Waxman-Markey: We’d better try to get what we need 3

Once again Mick Jagger is right: “You can’t always get what you want/But if you try sometimes you just might find/You get what you need.”

The House of Representatives is poised for its first-ever floor debate and series of votes on a landmark measure to reduce global warming pollution. This bill is revolutionary in its intent and, while imperfect in its means, it deserves the support of progressives.

The American Clean Energy and Security Act would establish binding greenhouse gas pollution limits, set the first national renewable electricity and efficiency standards for utilities, and improve efficiency standards for buildings and appliances—creating 1.7 million new jobs and spurring $150 billion in investments. At the same time the bill would also make ratepayers whole while protecting low-income families for the cost of less than a postage stamp.

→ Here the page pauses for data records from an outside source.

use axum::extract::{Path, State};
use axum::response::{IntoResponse, Response};
use axum::{Extension, Json};
use serde::Deserialize;
use switchboard_adapters::InvokeRequest;
use switchboard_auth::Principal;
use switchboard_catalog::ModelQuery;

use crate::error::router_error_response;
use crate::state::AppState;
use crate::streaming::jsonl_response;

/// Handle `POST /models/{provider}/{model}/invoke`
pub async fn invoke_model(
    State(state): State<AppState>,
    Path((provider, model)): Path<(String, String)>,
    Extension(principal): Extension<Principal>,
    Json(request): Json<InvokeRequest>,
) -> Response {
    let deadline = state.deadline();

    if request.stream {
        match state
            .engine
            .stream_direct(&provider, &model, &request, &principal, deadline)
            .await
        {
            Ok(stream) => jsonl_response(stream),
            Err(error) => router_error_response(&error),
        }
    } else {
        match state
            .engine
            .invoke_direct(&provider, &model, &request, &principal, deadline)
            .await
        {
            Ok(response) => Json(response).into_response(),
            Err(error) => router_error_response(&error),
        }
    }
}

/// Body of `POST /route/invoke`
#[derive(Debug, Deserialize)]
pub struct RouteInvokeBody {
    #[serde(default)]
    pub query: ModelQuery,
    pub request: InvokeRequest,
}

/// Handle `POST /route/invoke`
pub async fn route_invoke(
    State(state): State<AppState>,
    Extension(principal): Extension<Principal>,
    Json(body): Json<RouteInvokeBody>,
) -> Response {
    let deadline = state.deadline();
    let query = ModelQuery {
        tags: switchboard_catalog::normalize_tags(body.query.tags),
        ..body.query
    };

    if body.request.stream {
        match state.engine.stream_routed(&query, &body.request, &principal, deadline).await {
            Ok((target, stream)) => {
                tracing::debug!(model = %target.model.qualified_name(), "tag query routed");
                jsonl_response(stream)
            }
            Err(error) => router_error_response(&error),
        }
    } else {
        match state.engine.invoke_routed(&query, &body.request, &principal, deadline).await {
            Ok((target, response)) => {
                tracing::debug!(model = %target.model.qualified_name(), "tag query routed");
                Json(response).into_response()
            }
            Err(error) => router_error_response(&error),
        }
    }
}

The original draft of this bill included a more aggressive 2020 greenhouse gas reduction target and a higher renewable electricity standard. Both were lowered to reach a fragile compromise between environmental champions in the House of Representatives and others members concerned about local industries. Despite these changes, this bill starts the critical transition to a low-carbon economy. It sets a hard cap on emissions—something the previous administration was dead set against—that will be lowered over time so we can achieve the emissions reductions climate science demands over the next few decades.

In the short term, the cap will reduce emissions by the equivalent of removing 500 million cars from the road by 2020. The cap will also set a price on carbon pollution, reflecting the costs of dirty coal-fired electricity. It will spark more clean-energy innovation and private investment in energy efficiency and alternative energy, including wind and solar energy.

Passing this bill is the first arduous step toward energy transformation. Senate passage of similar legislation will be more difficult, and the Senate Energy Committee is off to an inauspicious beginning by passing an energy bill that would do little to boost investments in renewable electricity. The bill would allow oil drilling in an area only 45 miles off the Florida Gulf Coast and worsen global warming by lifting the prohibition against the federal government purchase of oil from Canadian tar sands, which produce twice as much greenhouse gas pollution as regular oil. The Senate bill is weak, toothless, and unacceptable, and it must be improved before it passes.

The U.S. political system has never attempted to solve a problem as complex as climate change, with all its scientific, economic, energy, security, and humanitarian dimensions. The congressional will to act lags far behind the scientific evidence that there is little time left to avert the worst impacts of global warming.

President Barack Obama’s determination to speed our energy transformation has brought defenders of the status quo out in force. Opponents of change understand that now is the best opportunity for our success. We have a new, very popular president, a dedicated speaker of the House, a determined Senate majority leader, and the numbers in both bodies to realize this clean-energy vision. Opponents know they must block these changes now or it will be too late. Conservatives joined by big oil and coal lobby groups have unleashed a massive campaign to block these measures.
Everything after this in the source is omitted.